EXERCISE PROMPT: Nothing below is to be printed except the lines between the line holding "pub fn bind(mut" and the line holding "for literal in", inclusive, each exactly as it appears.

'''

//! Native ORM session backend.
//!
//! # Responsibility
//! - Offer session vocabulary (`get`, `save`, `update`, `delete`) over a
//!   connection owned by the current unit of work.
//! - Translate a small entity query language into SQL:
//!   `from <Entity> [[as] alias] [where <filter>] [order by <order>]`,
//!   where `alias.column` references are checked against the table mapping
//!   and `?` marks positional parameters.
//!
//! # Invariants
//! - Every session call runs in a read-write unit of work.
//! - `save` and `update` return the row as re-read after the write.

use super::error::{DaoError, DaoResult};
use super::mapping::{
    checked_values, insert_entity, require_id, require_identifier, RowMapped, TableMapping,
};
use super::reduce::reduce_single;
use super::unit_of_work::{TransactionScope, TxMode, UnitOfWork};
use super::{traced, Dao};
use crate::db::DataSource;
use crate::model::entity::EntityId;
use once_cell::sync::Lazy;
use regex::Regex;
use rusqlite::types::Value;
use rusqlite::{params, params_from_iter, Connection, OptionalExtension};
use std::marker::PhantomData;

const BACKEND: &str = "session";

static QUERY_RE: Lazy<Regex> = Lazy::new(|| {
    Regex::new(
        r"(?is)^\s*from\s+(?P<entity>\w+)(?:\s+(?:as\s+)?(?P<alias>\w+))?(?:\s+where\s+(?P<filter>.+?))?(?:\s+order\s+by\s+(?P<order>.+?))?\s*;?\s*$",
    )
    .expect("entity query regex must compile")
});

static PATH_RE: Lazy<Regex> = Lazy::new(|| {
    Regex::new(r"\b(?P<alias>[A-Za-z_]\w*)\.(?P<column>[A-Za-z_]\w*)\b")
        .expect("property path regex must compile")
});

static LITERAL_RE: Lazy<Regex> = Lazy::new(|| {
    Regex::new(r"'(?:[^']|'')*'").expect("string literal regex must compile")
});

/// Session bound to the connection of one unit of work.
pub struct OrmSession<'c> {
    conn: &'c Connection,
}

impl<'c> OrmSession<'c> {
    pub fn new(conn: &'c Connection) -> Self {
        Self { conn }
    }

    pub fn get<T: RowMapped>(&self, id: EntityId) -> DaoResult<Option<T>> {
        let entity = self
            .conn
            .query_row(&T::mapping().select_by_id_sql(), params![id], |row| {
                T::from_row(row)
            })
            .optional()?;
        Ok(entity)
    }

    /// Inserts the entity and returns its identifier, generated unless preset.
    pub fn save<T: RowMapped>(&self, entity: &T) -> DaoResult<EntityId> {
        insert_entity(self.conn, entity)
    }

    pub fn update<T: RowMapped>(&self, entity: &T) -> DaoResult<()> {
        let id = require_identifier(entity, "update")?;
        let mut values = checked_values(entity)?;
        values.push(Value::Integer(id));
        let changed = self
            .conn
            .execute(&T::mapping().update_sql(), params_from_iter(values))?;
        if changed == 0 {
            return Err(DaoError::not_found(T::mapping().entity, id));
        }
        Ok(())
    }

    pub fn delete<T: RowMapped>(&self, entity: &T) -> DaoResult<()> {
        let id = require_identifier(entity, "delete")?;
        let changed = self
            .conn
            .execute(&T::mapping().delete_sql(), params![id])?;
        if changed == 0 {
            return Err(DaoError::not_found(T::mapping().entity, id));
        }
        Ok(())
    }

    /// Parses an entity query; parameters are bound on the returned query.
    pub fn create_query<T: RowMapped>(&self, query: &str) -> DaoResult<OrmQuery<'c, T>> {
        let sql = translate_query(T::mapping(), query)?;
        Ok(OrmQuery {
            conn: self.conn,
            sql,
            params: Vec::new(),
            _entity: PhantomData,
        })
    }
}

/// Entity query with positional parameters.
pub struct OrmQuery<'c, T> {
    conn: &'c Connection,
    sql: String,
    params: Vec<Value>,
    _entity: PhantomData<fn() -> T>,
}

impl<T: RowMapped> OrmQuery<'_, T> {
    /// Binds the next positional parameter.
    pub fn bind(mut self, value: impl Into<Value>) -> Self {
        self.params.push(value.into());
        self
    }

    pub fn bind_all(mut self, values: impl IntoIterator<Item = Value>) -> Self {
        self.params.extend(values);
        self
    }

    pub fn sql(&self) -> &str {
        &self.sql
    }

    pub fn list(&self) -> DaoResult<Vec<T>> {
        let mut stmt = self.conn.prepare(&self.sql)?;
        let rows = stmt.query_map(params_from_iter(self.params.iter()), |row| T::from_row(row))?;
        let entities = rows.collect::<rusqlite::Result<Vec<_>>>()?;
        Ok(entities)
    }

    pub fn unique_result(&self) -> DaoResult<Option<T>> {
        reduce_single(T::mapping().entity, self.list()?)
    }
}

fn translate_query(mapping: &TableMapping, query: &str) -> DaoResult<String> {
    let captures = QUERY_RE
        .captures(query)
        .ok_or_else(|| DaoError::mapping(format!("unsupported entity query `{query}`")))?;

    let entity = &captures["entity"];
    if entity != mapping.entity {
        return Err(DaoError::mapping(format!(
            "query targets `{entity}` but session maps `{}`",
            mapping.entity
        )));
    }

    let alias = captures.name("alias").map(|m| m.as_str());
    let mut sql = format!("SELECT {} FROM {}", mapping.select_list(), mapping.table);
    if let Some(filter) = captures.name("filter") {
        sql.push_str(" WHERE ");
        sql.push_str(&translate_paths(mapping, alias, filter.as_str())?);
    }
    sql.push_str(" ORDER BY ");
    match captures.name("order") {
        Some(order) => sql.push_str(&translate_paths(mapping, alias, order.as_str())?),
        None => sql.push_str(mapping.id_column),
    }
    Ok(sql)
}

/// Rewrites `alias.column` paths outside quoted string literals.
fn translate_paths(mapping: &TableMapping, alias: Option<&str>, clause: &str) -> DaoResult<String> {
    let mut translated = String::with_capacity(clause.len());
    let mut rest = 0;
    for literal in LITERAL_RE.find_iter(clause) {
        translated.push_str(&translate_segment(mapping, alias, &clause[rest..literal.start()])?);
        translated.push_str(literal.as_str());
        rest = literal.end();
    }
    translated.push_str(&translate_segment(mapping, alias, &clause[rest..])?);
    Ok(translated)
}

fn translate_segment(mapping: &TableMapping, alias: Option<&str>, clause: &str) -> DaoResult<String> {
    for path in PATH_RE.captures_iter(clause) {
        let (path_alias, column) = (&path["alias"], &path["column"]);
        if Some(path_alias) != alias {
            return Err(DaoError::mapping(format!(
                "unknown alias `{path_alias}` in entity query"
            )));
        }
        if !mapping.has_column(column) {
            return Err(DaoError::mapping(format!(
                "`{}` has no mapped column `{column}`",
                mapping.entity
            )));
        }
    }
    Ok(PATH_RE.replace_all(clause, "${column}").into_owned())
}

/// DAO adapter over [`OrmSession`].
pub struct SessionDao<'a, T> {
    uow: UnitOfWork<'a>,
    _entity: PhantomData<fn() -> T>,
}

impl<'a, T: RowMapped> SessionDao<'a, T> {
    pub fn new(source: &'a DataSource) -> Self {
        Self {
            uow: UnitOfWork::new(source),
            _entity: PhantomData,
        }
    }

    /// Joins the caller's transaction instead of opening one per call.
    pub fn with_scope(source: &'a DataSource, scope: &'a TransactionScope) -> Self {
        Self {
            uow: UnitOfWork::in_scope(source, scope),
            _entity: PhantomData,
        }
    }

    /// Runs an arbitrary session action in one read-write unit of work.
    pub fn execute_action<R>(
        &self,
        action: impl FnOnce(&OrmSession<'_>) -> DaoResult<R>,
    ) -> DaoResult<R> {
        traced(BACKEND, "execute_action", T::mapping().entity, || {
            self.in_session(action)
        })
    }

    /// Runs an entity query and reduces it to at most one entity.
    pub fn execute_single_result(&self, query: &str, params: Vec<Value>) -> DaoResult<Option<T>> {
        traced(BACKEND, "single_result", T::mapping().entity, || {
            self.in_session(|session| {
                session
                    .create_query::<T>(query)?
                    .bind_all(params)
                    .unique_result()
            })
        })
    }

    /// Runs an entity query and returns every matching entity.
    pub fn execute_result_list(&self, query: &str, params: Vec<Value>) -> DaoResult<Vec<T>> {
        traced(BACKEND, "result_list", T::mapping().entity, || {
            self.in_session(|session| session.create_query::<T>(query)?.bind_all(params).list())
        })
    }

    fn in_session<R>(&self, action: impl FnOnce(&OrmSession<'_>) -> DaoResult<R>) -> DaoResult<R> {
        self.uow
            .execute(TxMode::ReadWrite, |conn| action(&OrmSession::new(conn)))
    }

    fn reload(session: &OrmSession<'_>, id: EntityId) -> DaoResult<T> {
        session
            .get::<T>(id)?
            .ok_or_else(|| DaoError::not_found(T::mapping().entity, id))
    }
}

impl<T: RowMapped> Dao<T> for SessionDao<'_, T> {
    fn find_one(&self, id: Option<EntityId>) -> DaoResult<Option<T>> {
        traced(BACKEND, "find_one", T::mapping().entity, || {
            let id = require_id::<T>(id)?;
            self.in_session(|session| session.get::<T>(id))
        })
    }

    fn save(&self, entity: &T) -> DaoResult<T> {
        traced(BACKEND, "save", T::mapping().entity, || {
            self.in_session(|session| {
                let id = session.save(entity)?;
                Self::reload(session, id)
            })
        })
    }

    fn update(&self, entity: &T) -> DaoResult<T> {
        traced(BACKEND, "update", T::mapping().entity, || {
            let id = require_identifier(entity, "update")?;
            self.in_session(|session| {
                session.update(entity)?;
                Self::reload(session, id)
            })
        })
    }

    fn delete(&self, entity: &T) -> DaoResult<()> {
        traced(BACKEND, "delete", T::mapping().entity, || {
            require_identifier(entity, "delete")?;
            self.in_session(|session| session.delete(entity))
        })
    }

    fn get_all(&self) -> DaoResult<Vec<T>> {
        traced(BACKEND, "get_all", T::mapping().entity, || {
            self.in_session(|session| {
                session
                    .create_query::<T>(&format!("from {}", T::mapping().entity))?
                    .list()
            })
        })
    }
}

#[cfg(test)]
mod tests {
    use super::translate_query;
    use crate::dao::mapping::TableMapping;

    const MAPPING: TableMapping = TableMapping {
        entity: "Bet",
        table: "bet",
        id_column: "id",
        columns: &["team1", "team2", "score", "bet_date"],
    };

    #[test]
    fn translates_aliased_filter() {
        let sql = translate_query(&MAPPING, "from Bet b where b.team1 = ? and b.team2 = ?").unwrap();
        assert_eq!(
            sql,
            "SELECT id, team1, team2, score, bet_date FROM bet WHERE team1 = ? and team2 = ? ORDER BY id"
        );
    }

    #[test]
    fn translates_order_clause() {
        let sql = translate_query(&MAPPING, "FROM Bet as b order by b.bet_date desc").unwrap();
        assert!(sql.ends_with("FROM bet ORDER BY bet_date desc"));
    }

    #[test]
    fn leaves_quoted_literals_untouched() {
        let sql =
            translate_query(&MAPPING, "from Bet b where b.team1 = 'x.y' and b.team2 = 'it''s b.z'")
                .unwrap();
        assert!(sql.contains("WHERE team1 = 'x.y' and team2 = 'it''s b.z' ORDER BY id"));
    }

    #[test]
    fn rejects_unknown_entity_alias_and_column() {
        assert!(translate_query(&MAPPING, "from Match m").is_err());
        assert!(translate_query(&MAPPING, "from Bet b where x.team1 = ?").is_err());
        assert!(translate_query(&MAPPING, "from Bet b where b.stake = ?").is_err());
        assert!(translate_query(&MAPPING, "select * from bet").is_err());
    }
}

'''

EXERCISE RESPONSE:
    pub fn bind(mut self, value: impl Into<Value>) -> Self {
        self.params.push(value.into());
        self
    }

    pub fn bind_all(mut self, values: impl IntoIterator<Item = Value>) -> Self {
        self.params.extend(values);
        self
    }

    pub fn sql(&self) -> &str {
        &self.sql
    }

    pub fn list(&self) -> DaoResult<Vec<T>> {
        let mut stmt = self.conn.prepare(&self.sql)?;
        let rows = stmt.query_map(params_from_iter(self.params.iter()), |row| T::from_row(row))?;
        let entities = rows.collect::<rusqlite::Result<Vec<_>>>()?;
        Ok(entities)
    }

    pub fn unique_result(&self) -> DaoResult<Option<T>> {
        reduce_single(T::mapping().entity, self.list()?)
    }
}

fn translate_query(mapping: &TableMapping, query: &str) -> DaoResult<String> {
    let captures = QUERY_RE
        .captures(query)
        .ok_or_else(|| DaoError::mapping(format!("unsupported entity query `{query}`")))?;

    let entity = &captures["entity"];
    if entity != mapping.entity {
        return Err(DaoError::mapping(format!(
            "query targets `{entity}` but session maps `{}`",
            mapping.entity
        )));
    }

    let alias = captures.name("alias").map(|m| m.as_str());
    let mut sql = format!("SELECT {} FROM {}", mapping.select_list(), mapping.table);
    if let Some(filter) = captures.name("filter") {
        sql.push_str(" WHERE ");
        sql.push_str(&translate_paths(mapping, alias, filter.as_str())?);
    }
    sql.push_str(" ORDER BY ");
    match captures.name("order") {
        Some(order) => sql.push_str(&translate_paths(mapping, alias, order.as_str())?),
        None => sql.push_str(mapping.id_column),
    }
    Ok(sql)
}

/// Rewrites `alias.column` paths outside quoted string literals.
fn translate_paths(mapping: &TableMapping, alias: Option<&str>, clause: &str) -> DaoResult<String> {
    let mut translated = String::with_capacity(clause.len());
    let mut rest = 0;
    for literal in LITERAL_RE.find_iter(clause) {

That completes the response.